Event 11 — The Circumcision & Naming of Jesus
One short verse, easy to read past — but in it the newborn King takes on the covenant sign of Abraham and receives the name that says, in advance, why He came.
Born under the Law — and named “the Lord saves”
On the eighth day, Joseph and Mary do exactly what a faithful Jewish family did: the boy is circumcised, taking on the ancient sign God gave Abraham, and He is given the name the angel had spoken — Jesus, “the Lord saves.” It is a quiet verse, but two enormous things are happening. First, from His very first week the Son of God places Himself under the Law — He will keep the whole covenant, on our behalf, from the inside.

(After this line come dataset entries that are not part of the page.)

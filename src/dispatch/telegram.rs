//! Telegram Bot API client used for both sending and long polling.

use std::num::NonZeroU32;
use std::time::Duration;

use async_trait::async_trait;
use governor::Quota;
use governor::RateLimiter;
use governor::clock::QuantaClock;
use governor::state::InMemoryState;
use governor::state::direct::NotKeyed;
use log::debug;
use log::info;
use reqwest::Client;
use reqwest::header::HeaderMap;
use reqwest::header::HeaderValue;
use reqwest::header::USER_AGENT;
use serde::Deserialize;
use serde::Serialize;
use serde_json::Value;

use crate::dispatch::Messenger;
use crate::dispatch::error::SendError;

/// Messages per second allowed before the client throttles itself.
const SEND_RATE: u32 = 25;

/// Must comfortably outlive a held long poll.
const HTTP_TIMEOUT: Duration = Duration::from_secs(50);

pub struct TelegramApi {
    client: Client,
    api_url: String,
    limiter: RateLimiter<NotKeyed, InMemoryState, QuantaClock>,
}

#[derive(Serialize)]
struct SendMessagePayload<'a> {
    chat_id: i64,
    text: &'a str,
    disable_web_page_preview: bool,
}

#[derive(Serialize)]
struct GetUpdatesPayload {
    offset: i64,
    timeout: u64,
    allowed_updates: [&'static str; 1],
}

#[derive(Debug, Clone, Deserialize)]
pub struct Update {
    pub update_id: i64,
    #[serde(default)]
    pub message: Option<Message>,
}

#[derive(Debug, Clone, Deserialize)]
pub struct Message {
    #[serde(default)]
    pub text: Option<String>,
    pub chat: Chat,
}

#[derive(Debug, Clone, Deserialize)]
pub struct Chat {
    pub id: i64,
}

impl TelegramApi {
    pub fn new(token: &str) -> Self {
        Self::with_api_url(format!("https://api.telegram.org/bot{token}"))
    }

    /// Points the client at a custom API base. Used to talk to test servers.
    pub fn with_api_url(api_url: String) -> Self {
        let mut headers = HeaderMap::new();
        headers.insert(USER_AGENT, HeaderValue::from_static("cita-bot/0.3"));

        let client = Client::builder()
            .default_headers(headers)
            .timeout(HTTP_TIMEOUT)
            .build()
            .expect("Failed to create client");

        let limiter = RateLimiter::direct(Quota::per_second(NonZeroU32::new(SEND_RATE).unwrap()));

        Self {
            client,
            api_url,
            limiter,
        }
    }

    pub async fn send_message(&self, chat_id: i64, text: &str) -> Result<(), SendError> {
        let payload = SendMessagePayload {
            chat_id,
            text,
            disable_web_page_preview: true,
        };
        self.call("sendMessage", &payload).await?;
        Ok(())
    }

    /// Long-polls for incoming updates, holding for up to `timeout_secs`.
    pub async fn get_updates(
        &self,
        offset: i64,
        timeout_secs: u64,
    ) -> Result<Vec<Update>, SendError> {
        let payload = GetUpdatesPayload {
            offset,
            timeout: timeout_secs,
            allowed_updates: ["message"],
        };
        let result = self.call("getUpdates", &payload).await?;
        Ok(serde_json::from_value(result)?)
    }

    async fn call<P>(&self, method: &str, payload: &P) -> Result<Value, SendError>
    where
        P: Serialize + ?Sized,
    {
        if self.limiter.check().is_err() {
            info!("Ratelimited! Waiting until ready...");
        }
        self.limiter.until_ready().await;

        // The URL embeds the bot token, so never log it.
        debug!("Calling Telegram method {method}");
        let response = self
            .client
            .post(format!("{}/{method}", self.api_url))
            .json(payload)
            .send()
            .await?;
        let body = response.text().await?;
        let mut parsed: Value = serde_json::from_str(&body)?;

        if parsed["ok"].as_bool().unwrap_or(false) {
            return Ok(parsed["result"].take());
        }

        let code = parsed["error_code"].as_i64().unwrap_or_default();
        if code == 429 {
            let retry_after = parsed["parameters"]["retry_after"].as_u64().unwrap_or(1);
            return Err(SendError::RateLimited { retry_after });
        }
        Err(SendError::Api {
            code,
            description: parsed["description"]
                .as_str()
                .unwrap_or("unknown error")
                .to_string(),
        })
    }
}

#[async_trait]
impl Messenger for TelegramApi {
    async fn send_text(&self, chat_id: i64, text: &str) -> Result<(), SendError> {
        self.send_message(chat_id, text).await
    }
}
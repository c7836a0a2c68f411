#[derive(Debug, thiserror::Error)]
#[non_exhaustive]
pub enum WebDriverError {
    #[error("HTTP request failed: {0}")]
    RequestFailed(#[from] reqwest::Error),

    #[error("Failed to parse WebDriver response: {0}")]
    JsonParseFailed(#[from] serde_json::Error),

    #[error("WebDriver error `{error}`: {message}")]
    Api { error: String, message: String },

    #[error("Invalid data from WebDriver: missing field `{field}`.")]
    MissingField { field: String },

    #[error("Screenshot payload is not valid base64: {0}")]
    InvalidScreenshot(#[from] base64::DecodeError),
}
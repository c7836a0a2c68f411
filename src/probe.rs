//! Availability probing through a headless browser.
//!
//! A probe drives one fresh browser session through the booking widget's
//! entry flow: open the page, accept the greeting alert, click the continue
//! control, wait for the slot listing, read it, classify it. Every outcome
//! is reported as a [`ProbeReport`], never as an error.

use std::ops::RangeInclusive;
use std::path::PathBuf;
use std::time::Duration;

use async_trait::async_trait;
use chrono::DateTime;
use chrono::Utc;
use log::debug;
use log::warn;
use rand::Rng;

use crate::model::ProbeStatus;
use crate::probe::classifier::SlotClassifier;
use crate::probe::error::WebDriverError;
use crate::probe::webdriver::ElementHandle;
use crate::probe::webdriver::Session;
use crate::probe::webdriver::WebDriverClient;

pub mod classifier;
pub mod error;
pub mod webdriver;

/// URL fragment the widget lands on once the slot listing is shown.
const SERVICES_FRAGMENT: &str = "#services";

/// The continue control is labeled inconsistently across widget versions.
const CONTINUE_XPATH: &str =
    "//button[contains(normalize-space(.), 'Continue') or contains(normalize-space(.), 'Continuar')]";

// Short randomized pauses between steps, roughly human-paced.
const SETTLE_AFTER_OPEN: RangeInclusive<u64> = 200..=900;
const SETTLE_AFTER_ALERT: RangeInclusive<u64> = 700..=1400;
const SETTLE_BEFORE_READ: RangeInclusive<u64> = 900..=1700;

/// How long the slot listing may take to appear after the continue click.
const FRAGMENT_WAIT: Duration = Duration::from_secs(30);
const FRAGMENT_POLL: Duration = Duration::from_millis(500);

/// Outcome of one availability check.
#[derive(Debug, Clone)]
pub struct ProbeReport {
    pub status: ProbeStatus,
    pub detail: String,
    pub checked_at: DateTime<Utc>,
    pub evidence_path: Option<PathBuf>,
}

/// Anything that can answer "are there slots right now?".
#[async_trait]
pub trait Prober: Send + Sync {
    async fn probe(&self) -> ProbeReport;
}

pub struct PageProber {
    driver: WebDriverClient,
    classifier: SlotClassifier,
    target_url: String,
    screenshot_path: PathBuf,
    screenshot_on_slots: bool,
    probe_timeout: Duration,
}

impl PageProber {
    pub fn new(
        driver: WebDriverClient,
        classifier: SlotClassifier,
        target_url: &str,
        screenshot_path: PathBuf,
        screenshot_on_slots: bool,
        probe_timeout: Duration,
    ) -> Self {
        Self {
            driver,
            classifier,
            target_url: target_url.to_string(),
            screenshot_path,
            screenshot_on_slots,
            probe_timeout,
        }
    }

    async fn run_flow(&self, session: &Session) -> Result<(ProbeStatus, String), WebDriverError> {
        settle(SETTLE_AFTER_OPEN).await;
        self.driver.set_timeouts(session, self.probe_timeout).await?;
        self.driver.navigate(session, &self.target_url).await?;

        if self.driver.accept_alert(session).await? {
            debug!("Accepted entry alert");
        }
        settle(SETTLE_AFTER_ALERT).await;

        let Some(control) = self.find_continue_control(session).await? else {
            return Ok((ProbeStatus::Blocked, "confirmation control not found".to_string()));
        };
        self.driver.click(session, &control).await?;
        self.driver.accept_alert(session).await?;

        if !self.wait_for_fragment(session).await? {
            return Ok((ProbeStatus::Blocked, "slot listing never loaded".to_string()));
        }
        settle(SETTLE_BEFORE_READ).await;

        let Some(body) = self.driver.find(session, "css selector", "body").await? else {
            return Ok((ProbeStatus::Blocked, "page has no readable body".to_string()));
        };
        let text = self.driver.text(session, &body).await?;
        let verdict = self.classifier.classify(&text);
        Ok((verdict.status, verdict.detail))
    }

    /// Tries the known shapes of the continue control, most specific first.
    async fn find_continue_control(
        &self,
        session: &Session,
    ) -> Result<Option<ElementHandle>, WebDriverError> {
        if let Some(el) = self.driver.find(session, "css selector", "#idCaptchaButton").await? {
            return Ok(Some(el));
        }
        if let Some(el) = self.driver.find(session, "xpath", CONTINUE_XPATH).await? {
            return Ok(Some(el));
        }
        self.driver.find(session, "css selector", "input[type='submit']").await
    }

    /// Polls the session URL until it lands on the slot listing fragment.
    async fn wait_for_fragment(&self, session: &Session) -> Result<bool, WebDriverError> {
        let deadline = tokio::time::Instant::now() + FRAGMENT_WAIT;
        loop {
            let url = self.driver.current_url(session).await?;
            if url.contains(SERVICES_FRAGMENT) {
                return Ok(true);
            }
            if tokio::time::Instant::now() >= deadline {
                return Ok(false);
            }
            tokio::time::sleep(FRAGMENT_POLL).await;
        }
    }

    /// Captures a screenshot into the single evidence file, best effort.
    async fn capture_evidence(&self, session: &Session, status: ProbeStatus) -> Option<PathBuf> {
        if status == ProbeStatus::Available && !self.screenshot_on_slots {
            return None;
        }

        let png = match self.driver.screenshot(session).await {
            Ok(png) => png,
            Err(e) => {
                debug!("Failed to capture screenshot: {e}");
                return None;
            }
        };

        if let Some(parent) = self.screenshot_path.parent()
            && let Err(e) = tokio::fs::create_dir_all(parent).await
        {
            warn!("Failed to create screenshot directory: {e}");
            return None;
        }

        match tokio::fs::write(&self.screenshot_path, &png).await {
            Ok(()) => Some(self.screenshot_path.clone()),
            Err(e) => {
                warn!("Failed to write screenshot: {e}");
                None
            }
        }
    }
}

#[async_trait]
impl Prober for PageProber {
    async fn probe(&self) -> ProbeReport {
        let checked_at = Utc::now();

        let session = match self.driver.new_session().await {
            Ok(session) => session,
            Err(e) => {
                warn!("Failed to open browser session: {e}");
                return ProbeReport {
                    status: ProbeStatus::Error,
                    detail: e.to_string(),
                    checked_at,
                    evidence_path: None,
                };
            }
        };

        let flow = tokio::time::timeout(self.probe_timeout, self.run_flow(&session));
        let (status, detail) = match flow.await {
            Ok(Ok(verdict)) => verdict,
            Ok(Err(e)) => {
                warn!("Probe failed: {e}");
                (ProbeStatus::Error, e.to_string())
            }
            Err(_) => (
                ProbeStatus::Blocked,
                "page did not reach the slot listing in time".to_string(),
            ),
        };

        let evidence_path = self.capture_evidence(&session, status).await;

        if let Err(e) = self.driver.delete_session(&session).await {
            debug!("Failed to close browser session: {e}");
        }

        ProbeReport {
            status,
            detail,
            checked_at,
            evidence_path,
        }
    }
}

async fn settle(range: RangeInclusive<u64>) {
    let millis = rand::rng().random_range(range);
    tokio::time::sleep(Duration::from_millis(millis)).await;
}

Second, the name He receives is already a sermon: this child exists to save His people from their sins. Obedience and salvation, stamped on Him before He can speak a word.
The text
Underlined words (like circumcised) link down to their original-language card in Word secrets below.
21And when eight days had passed, before His circumcision, His name was then called Jesus, the name given by the angel before He was conceived in the womb.
Luke 2:21 (NASB95)📖 Read it in context
Read it on Bible Gateway (NASB 1995). Luke deliberately pairs this with the same eighth-day moment in John’s story (Luke 1:59–63). Both forerunner and King are circumcised and named on day eight — faithful Israel doing exactly what God commanded.
What the original words mean
Three details, each carrying centuries of covenant history.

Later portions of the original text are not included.